This welcome volume from specialists is the first—and much needed—anthology of Noailles’s poetry available to Anglophone audiences. As she has done in related scholarly studies, Catherine Perry provides an invaluable introduction to the comtesse de Noailles (1876–1933) that contextualizes her achievements, explains their poetic and philosophical merits, and prepares the reader for Norman Shapiro’s generous reinscription of their intensity and depth. We learn of the praise bestowed upon her by her contemporaries including Marcel Proust and Rainer Maria Rilke, of the highs and lows of her public recognition, the personal relationships that nourish her writing, and the underpinnings in French poets and Greek and European thought that give her verse its “intelligence” and “extraordinary energy” (22). Perry shows that, despite the “Romantic trappings” of Noailles’s poetic world, “[t]he term ‘Dionysian’ best describes her work : ecstatic, sensual, erotic, playful, sometimes violent, and always marked by a tragic undercurrent that becomes magnified with time” (18–19).

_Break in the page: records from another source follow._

//! Validated training data for binary classification

use std::collections::HashSet;

use log::warn;

use super::error::ValidationError;

/// Name of the all-ones column that carries the intercept
pub const INTERCEPT_NAME: &str = "(Intercept)";

/// Training data for a binary classification problem.
///
/// `X` is stored row-major (N rows of P values). Column order matches
/// `variable_names`, and every later component relies on that alignment.
#[derive(Debug, Clone, PartialEq)]
pub struct Dataset {
    x: Vec<f64>,
    y: Vec<i8>,
    variable_names: Vec<String>,
    outcome_name: Option<String>,
    sample_weights: Option<Vec<f64>>,
    n_samples: usize,
    n_variables: usize,
}

impl Dataset {
    /// Build a dataset from feature rows, labels and column names.
    ///
    /// Labels are given as `f64` and must be exactly -1 or +1.
    pub fn new(
        x_rows: Vec<Vec<f64>>,
        y: Vec<f64>,
        variable_names: Vec<String>,
        outcome_name: Option<String>,
        sample_weights: Option<Vec<f64>>,
    ) -> Result<Self, ValidationError> {
        let n_samples = x_rows.len();
        if n_samples == 0 {
            return Err(ValidationError::EmptyDataset);
        }
        let n_variables = variable_names.len();
        if n_variables == 0 {
            return Err(ValidationError::NoVariables);
        }
        if y.len() != n_samples {
            return Err(ValidationError::DimensionMismatch {
                what: "Y",
                expected: n_samples,
                actual: y.len(),
            });
        }

        let mut seen = HashSet::with_capacity(n_variables);
        for name in &variable_names {
            if !seen.insert(name.as_str()) {
                return Err(ValidationError::DuplicateName(name.clone()));
            }
        }

        let mut x = Vec::with_capacity(n_samples * n_variables);
        for (row, values) in x_rows.into_iter().enumerate() {
            if values.len() != n_variables {
                return Err(ValidationError::DimensionMismatch {
                    what: "X row",
                    expected: n_variables,
                    actual: values.len(),
                });
            }
            for (col, &value) in values.iter().enumerate() {
                if !value.is_finite() {
                    return Err(ValidationError::NonFiniteFeature { row, col, value });
                }
            }
            x.extend(values);
        }

        let mut labels = Vec::with_capacity(n_samples);
        for (index, &value) in y.iter().enumerate() {
            if value == 1.0 {
                labels.push(1);
            } else if value == -1.0 {
                labels.push(-1);
            } else {
                return Err(ValidationError::InvalidLabel { index, value });
            }
        }

        if let Some(weights) = &sample_weights {
            if weights.len() != n_samples {
                return Err(ValidationError::DimensionMismatch {
                    what: "sample_weights",
                    expected: n_samples,
                    actual: weights.len(),
                });
            }
            for (index, &value) in weights.iter().enumerate() {
                if !value.is_finite() || value <= 0.0 {
                    return Err(ValidationError::InvalidWeight { index, value });
                }
            }
        }

        let dataset = Self {
            x,
            y: labels,
            variable_names,
            outcome_name,
            sample_weights,
            n_samples,
            n_variables,
        };

        match dataset.intercept_index() {
            Some(j) => {
                for i in 0..n_samples {
                    let value = dataset.value(i, j);
                    if value != 1.0 {
                        return Err(ValidationError::InterceptNotOnes { row: i, value });
                    }
                }
            }
            None => warn!("there is no column named '{}' in variable_names", INTERCEPT_NAME),
        }

        if dataset.n_pos() == 0 {
            warn!("Y does not contain any positive examples");
        }
        if dataset.n_neg() == 0 {
            warn!("Y does not contain any negative examples");
        }
        if let Some(weights) = &dataset.sample_weights {
            if lacks_weight_variation(weights) {
                warn!("sample_weights only has <2 unique values");
            }
        }

        Ok(dataset)
    }

    /// Number of samples (N)
    pub fn n_samples(&self) -> usize {
        self.n_samples
    }

    /// Number of variables including the intercept (P)
    pub fn n_variables(&self) -> usize {
        self.n_variables
    }

    /// Feature value `X[i, j]`
    #[inline]
    pub fn value(&self, i: usize, j: usize) -> f64 {
        self.x[i * self.n_variables + j]
    }

    /// Feature row `X[i, :]`
    pub fn row(&self, i: usize) -> &[f64] {
        let start = i * self.n_variables;
        &self.x[start..start + self.n_variables]
    }

    /// Label of sample `i` as -1 or +1
    #[inline]
    pub fn label(&self, i: usize) -> i8 {
        self.y[i]
    }

    pub fn labels(&self) -> &[i8] {
        &self.y
    }

    pub fn variable_names(&self) -> &[String] {
        &self.variable_names
    }

    pub fn outcome_name(&self) -> Option<&str> {
        self.outcome_name.as_deref()
    }

    pub fn sample_weights(&self) -> Option<&[f64]> {
        self.sample_weights.as_deref()
    }

    /// Weight of sample `i` (1.0 when no weights were supplied)
    pub fn weight(&self, i: usize) -> f64 {
        self.sample_weights.as_ref().map_or(1.0, |w| w[i])
    }

    /// True when every sample carries the same weight (or none was given)
    pub fn has_uniform_weights(&self) -> bool {
        match &self.sample_weights {
            None => true,
            Some(weights) => weights.windows(2).all(|w| w[0] == w[1]),
        }
    }

    /// Column index of the `(Intercept)` variable, if present
    pub fn intercept_index(&self) -> Option<usize> {
        self.variable_names.iter().position(|n| n == INTERCEPT_NAME)
    }

    /// Indicator of positive samples (`Y_i = +1`)
    pub fn pos_ind(&self) -> Vec<bool> {
        self.y.iter().map(|&y| y == 1).collect()
    }

    /// Indicator of negative samples (`Y_i = -1`)
    pub fn neg_ind(&self) -> Vec<bool> {
        self.y.iter().map(|&y| y == -1).collect()
    }

    pub fn n_pos(&self) -> usize {
        self.y.iter().filter(|&&y| y == 1).count()
    }

    pub fn n_neg(&self) -> usize {
        self.n_samples - self.n_pos()
    }

    /// Raw linear score `X_i . rho`
    pub fn linear_score(&self, i: usize, rho: &[f64]) -> f64 {
        self.row(i).iter().zip(rho).map(|(x, r)| x * r).sum()
    }

    /// Margin score `(Y_i X_i) . rho`, positive when sample `i` is on the right side
    pub fn margin_score(&self, i: usize, rho: &[f64]) -> f64 {
        f64::from(self.y[i]) * self.linear_score(i, rho)
    }
}

/// True when weights were given but they differ from 1 and take a single value
fn lacks_weight_variation(weights: &[f64]) -> bool {
    if weights.iter().all(|&w| w == 1.0) {
        return false;
    }
    let mut distinct = weights.to_vec();
    distinct.sort_by(|a, b| a.total_cmp(b));
    distinct.dedup();
    distinct.len() < 2
}

#[cfg(test)]
mod tests {
    use super::*;

    fn names(list: &[&str]) -> Vec<String> {
        list.iter().map(|s| s.to_string()).collect()
    }

    fn toy() -> Dataset {
        Dataset::new(
            vec![vec![1.0, 1.0], vec![1.0, 2.0], vec![1.0, -1.0]],
            vec![1.0, 1.0, -1.0],
            names(&[INTERCEPT_NAME, "x"]),
            Some("y".to_string()),
            None,
        )
        .unwrap()
    }

    #[test]
    fn test_accessors() {
        let d = toy();
        assert_eq!(d.n_samples(), 3);
        assert_eq!(d.n_variables(), 2);
        assert_eq!(d.row(1), &[1.0, 2.0]);
        assert_eq!(d.intercept_index(), Some(0));
        assert_eq!(d.n_pos(), 2);
        assert_eq!(d.n_neg(), 1);
        assert_eq!(d.pos_ind(), vec![true, true, false]);
        assert!(d.has_uniform_weights());
        assert_eq!(d.margin_score(2, &[0.0, 3.0]), 3.0);
    }

    #[test]
    fn test_rejects_bad_label() {
        let err = Dataset::new(
            vec![vec![1.0], vec![1.0]],
            vec![1.0, 0.0],
            names(&[INTERCEPT_NAME]),
            None,
            None,
        )
        .unwrap_err();
        assert_eq!(err, ValidationError::InvalidLabel { index: 1, value: 0.0 });
    }

    #[test]
    fn test_rejects_nan_feature() {
        let err = Dataset::new(
            vec![vec![1.0, f64::NAN]],
            vec![1.0],
            names(&[INTERCEPT_NAME, "x"]),
            None,
            None,
        )
        .unwrap_err();
        assert!(matches!(err, ValidationError::NonFiniteFeature { row: 0, col: 1, .. }));
    }

    #[test]
    fn test_rejects_duplicate_names() {
        let err = Dataset::new(
            vec![vec![1.0, 2.0]],
            vec![1.0],
            names(&["a", "a"]),
            None,
            None,
        )
        .unwrap_err();
        assert_eq!(err, ValidationError::DuplicateName("a".to_string()));
    }

    #[test]
    fn test_rejects_intercept_that_is_not_ones() {
        let err = Dataset::new(
            vec![vec![1.0], vec![0.5]],
            vec![1.0, -1.0],
            names(&[INTERCEPT_NAME]),
            None,
            None,
        )
        .unwrap_err();
        assert_eq!(err, ValidationError::InterceptNotOnes { row: 1, value: 0.5 });
    }

    #[test]
    fn test_rejects_non_positive_weight() {
        let err = Dataset::new(
            vec![vec![1.0], vec![1.0]],
            vec![1.0, -1.0],
            names(&[INTERCEPT_NAME]),
            None,
            Some(vec![1.0, 0.0]),
        )
        .unwrap_err();
        assert_eq!(err, ValidationError::InvalidWeight { index: 1, value: 0.0 });
    }

    #[test]
    fn test_rejects_ragged_rows() {
        let err = Dataset::new(
            vec![vec![1.0, 2.0], vec![1.0]],
            vec![1.0, -1.0],
            names(&[INTERCEPT_NAME, "x"]),
            None,
            None,
        )
        .unwrap_err();
        assert!(matches!(err, ValidationError::DimensionMismatch { what: "X row", .. }));
    }

    #[test]
    fn test_constant_non_unit_weights_lack_variation() {
        assert!(lacks_weight_variation(&[2.0; 4]));
        assert!(lacks_weight_variation(&[0.5]));
        assert!(!lacks_weight_variation(&[1.0; 4]));
        assert!(!lacks_weight_variation(&[1.0, 2.0, 2.0]));

        let d = Dataset::new(
            vec![vec![1.0, 1.0], vec![1.0, -1.0]],
            vec![1.0, -1.0],
            names(&[INTERCEPT_NAME, "x"]),
            None,
            Some(vec![2.0, 2.0]),
        )
        .unwrap();
        assert!(d.has_uniform_weights());
        assert!(lacks_weight_variation(d.sample_weights().unwrap()));
    }
}
//! Command-line argument definitions using clap

use clap::{Args, Parser, Subcommand};
use std::path::{Path, PathBuf};

use crate::pipeline::solver::{SlimConfig, SolverConfig};

/// slimip - Build, solve and verify SLIM scoring systems as Mixed-Integer Programs
#[derive(Parser, Debug)]
#[command(name = "slimip")]
#[command(author, version, about, long_about = None)]
pub struct Cli {
    #[command(subcommand)]
    pub command: Commands,

    /// Also write log lines to this file
    #[arg(long, global = true)]
    pub log: Option<PathBuf>,

    /// Suppress logging to stderr
    #[arg(long, global = true, default_value = "false")]
    pub silent: bool,
}

#[derive(Subcommand, Debug)]
pub enum Commands {
    /// Build a SLIM formulation from a CSV file and save it as MPS plus a JSON index map
    Create(CreateArgs),

    /// Solve a saved formulation, verify the solution and print the scorecard
    Solve(SolveArgs),

    /// Build and solve in one go, without going through an MPS file
    Fit(FitArgs),
}

/// Training data and formulation parameters shared by `create` and `fit`
#[derive(Args, Debug, Clone)]
pub struct FormulationArgs {
    /// CSV file with training data; the first column is the outcome (0/1 or -1/+1)
    #[arg(long, value_parser = validate_csv_file)]
    pub data_file: PathBuf,

    /// Column containing positive sample weights (excluded from the features)
    #[arg(short = 'w', long)]
    pub weight_column: Option<String>,

    /// Maximum number of non-zero coefficients, intercept excluded.
    /// Defaults to no limit.
    #[arg(long, value_parser = validate_max_size)]
    pub max_size: Option<usize>,

    /// Coefficients are integers in [-max_coef, max_coef]
    #[arg(long, default_value = "10", value_parser = validate_positive)]
    pub max_coef: f64,

    /// Intercept is bounded by [-max_offset, max_offset].
    /// Defaults to a range computed from the data.
    #[arg(long, value_parser = validate_positive)]
    pub max_offset: Option<f64>,

    /// L0 penalty per non-zero coefficient (values above 1 are clipped).
    /// Defaults to 0.9 / (N * P).
    #[arg(long, value_parser = validate_positive)]
    pub c0_value: Option<f64>,

    /// L1 penalty on coefficient magnitudes; 0 disables it.
    /// Defaults to a tie-breaking value below one unit of the L0 penalty.
    #[arg(long, value_parser = validate_non_negative)]
    pub c1_value: Option<f64>,

    /// Minimum margin for a sample to count as correctly classified
    #[arg(long, default_value = "0.001", value_parser = validate_positive)]
    pub epsilon: f64,
}

impl FormulationArgs {
    pub fn slim_config(&self) -> SlimConfig {
        SlimConfig {
            max_coef: self.max_coef,
            max_offset: self.max_offset,
            c0: self.c0_value,
            c1: self.c1_value,
            epsilon: self.epsilon,
            l0_max: self.max_size,
            ..SlimConfig::default()
        }
    }
}

/// Solver parameters shared by `solve` and `fit`
#[derive(Args, Debug, Clone)]
pub struct SolverArgs {
    /// Time limit on training in seconds; -1 for no time limit
    #[arg(long, default_value = "300", allow_hyphen_values = true, value_parser = validate_timelimit)]
    pub timelimit: i64,

    /// Relative MIP gap (0.0 to 1.0) at which the solver stops
    #[arg(long, default_value = "0.0", value_parser = validate_gap)]
    pub gap: f64,
}

impl SolverArgs {
    pub fn solver_config(&self) -> SolverConfig {
        SolverConfig {
            timeout_seconds: u64::try_from(self.timelimit).ok(),
            gap_tolerance: self.gap,
            ..SolverConfig::default()
        }
    }
}

#[derive(Args, Debug, Clone)]
pub struct CreateArgs {
    #[command(flatten)]
    pub formulation: FormulationArgs,

    /// MPS file to write the formulation to
    #[arg(long, value_parser = validate_mps_file)]
    pub instance_file: PathBuf,

    /// JSON file to write the index map to.
    /// Defaults to the instance file with a .json extension.
    #[arg(long, value_parser = validate_json_file)]
    pub instance_info: Option<PathBuf>,
}

impl CreateArgs {
    pub fn instance_info_path(&self) -> PathBuf {
        self.instance_info
            .clone()
            .unwrap_or_else(|| self.instance_file.with_extension("json"))
    }
}

#[derive(Args, Debug, Clone)]
pub struct SolveArgs {
    /// CSV file with the training data the formulation was built from
    #[arg(long, value_parser = validate_csv_file)]
    pub data_file: PathBuf,

    /// Column containing sample weights, as used when creating the formulation
    #[arg(short = 'w', long)]
    pub weight_column: Option<String>,

    /// MPS file holding the formulation
    #[arg(long, value_parser = validate_mps_file)]
    pub instance_file: PathBuf,

    /// JSON index map written alongside the MPS file
    #[arg(long, value_parser = validate_json_file)]
    pub instance_info: PathBuf,

    #[command(flatten)]
    pub solver: SolverArgs,

    /// Write the run record to this JSON file
    #[arg(long, value_parser = validate_json_file)]
    pub results: Option<PathBuf>,
}

#[derive(Args, Debug, Clone)]
pub struct FitArgs {
    #[command(flatten)]
    pub formulation: FormulationArgs,

    #[command(flatten)]
    pub solver: SolverArgs,

    /// Also save the formulation to this MPS file
    #[arg(long, value_parser = validate_mps_file)]
    pub instance_file: Option<PathBuf>,

    /// Write the run record to this JSON file
    #[arg(long, value_parser = validate_json_file)]
    pub results: Option<PathBuf>,
}

fn has_extension(path: &Path, expected: &str) -> bool {
    path.extension()
        .and_then(|e| e.to_str())
        .is_some_and(|e| e.eq_ignore_ascii_case(expected))
}

fn validate_extension(s: &str, expected: &str) -> Result<PathBuf, String> {
    let path = PathBuf::from(s);
    if has_extension(&path, expected) {
        Ok(path)
    } else {
        Err(format!("'{}' must end in .{}", s, expected))
    }
}

/// Validator for CSV input files
fn validate_csv_file(s: &str) -> Result<PathBuf, String> {
    validate_extension(s, "csv")
}

/// Validator for MPS instance files
fn validate_mps_file(s: &str) -> Result<PathBuf, String> {
    validate_extension(s, "mps")
}

/// Validator for JSON files
fn validate_json_file(s: &str) -> Result<PathBuf, String> {
    validate_extension(s, "json")
}

/// Validator for max_size parameter
fn validate_max_size(s: &str) -> Result<usize, String> {
    let value: usize = s
        .parse()
        .map_err(|_| format!("'{}' is not a valid count", s))?;

    if value < 1 {
        Err(format!("max_size must be at least 1, got {}", value))
    } else {
        Ok(value)
    }
}

/// Validator for strictly positive reals
fn validate_positive(s: &str) -> Result<f64, String> {
    let value: f64 = s
        .parse()
        .map_err(|_| format!("'{}' is not a valid number", s))?;

    if value.is_finite() && value > 0.0 {
        Ok(value)
    } else {
        Err(format!("value must be positive, got {}", value))
    }
}

/// Validator for non-negative reals
fn validate_non_negative(s: &str) -> Result<f64, String> {
    let value: f64 = s
        .parse()
        .map_err(|_| format!("'{}' is not a valid number", s))?;

    if value.is_finite() && value >= 0.0 {
        Ok(value)
    } else {
        Err(format!("value must be non-negative, got {}", value))
    }
}

/// Validator for timelimit parameter
fn validate_timelimit(s: &str) -> Result<i64, String> {
    let value: i64 = s
        .parse()
        .map_err(|_| format!("'{}' is not a valid integer", s))?;

    if value == -1 || value >= 1 {
        Ok(value)
    } else {
        Err(format!("timelimit must be -1 or >= 1, got {}", value))
    }
}

/// Validator for gap parameter
fn validate_gap(s: &str) -> Result<f64, String> {
    let value: f64 = s
        .parse()
        .map_err(|_| format!("'{}' is not a valid number", s))?;

    if !(0.0..=1.0).contains(&value) {
        Err(format!("gap must be between 0.0 and 1.0, got {}", value))
    } else {
        Ok(value)
    }
}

A wordsmith honored for his English-language translations of French women poets as well as Jean de La Fontaine and Paul Verlaine, Norman Shapiro reminds us in his initial remarks of Noailles’s “light and dextrous touch,” “delicacy of style,” and “inspiration often lush and musical, often visual” (7). The nine collections, presented with facing-page originals, offer a window on Noailles’s spiritual ache, interpersonal yearnings, love for the natural world, fascination with suffering and death, and quest for artistic transcendence. Seen together as a unified whole, they convey the progression of her ideas and her preference for “traditional patterns of rhythm and rhyme,” mostly “alexandrine and octosyllabic verse, often set in distichs, tercets, and quatrains, but also in long strophic verse” (19). Shapiro captures the qualities of the French verse by respecting their focus on rhyme and meter while augmenting their semantic richness. For the most part, his translations are dazzling. Their remarkable sheen helps us to understand the blend of vision, emotion, and imagination that makes Noailles unique, as in these opening lines from “The Animals” [ « Les Animaux » ] in Le Coeur innombrable (1901) and from “Poem on the Azure Sky” [ « Poème de l’azur » ] in Les Éblouissements (1907) : “Crook-wielding gods who guard the flocks, give us / Beasts’ age-old innocence ingenuous” (51); “Gasping for breath, the summer day stands by / Beneath the arrogant white porcelain sky, [End Page 110] / Choked by the heat... A saffron veil consumes / Everything, burning, musing on a flume’s / Invisible, torrential acid course...” (105). Shapiro takes commendable liberties with syntax and diction that usually make this poetry ring true as a tapestry of sound and sense. Some readers may find that his transpositions shift Noailles’s voice at times to unfamiliar terrain, as in the latter example when a “torrent” in French becomes a “flume” in English in order to incorporate a rhyme with “consumes.” Compound nouns and adjectives, in particular, depart from the original’s plainer style. While some of these shifts can come as surprises, others make for seamless reading and ensure a smooth flow. Shapiro’s skill is such that, in college-level courses, his choices should spark fuller dialogue of poems’ meanings and discussion of their literary-historical ties.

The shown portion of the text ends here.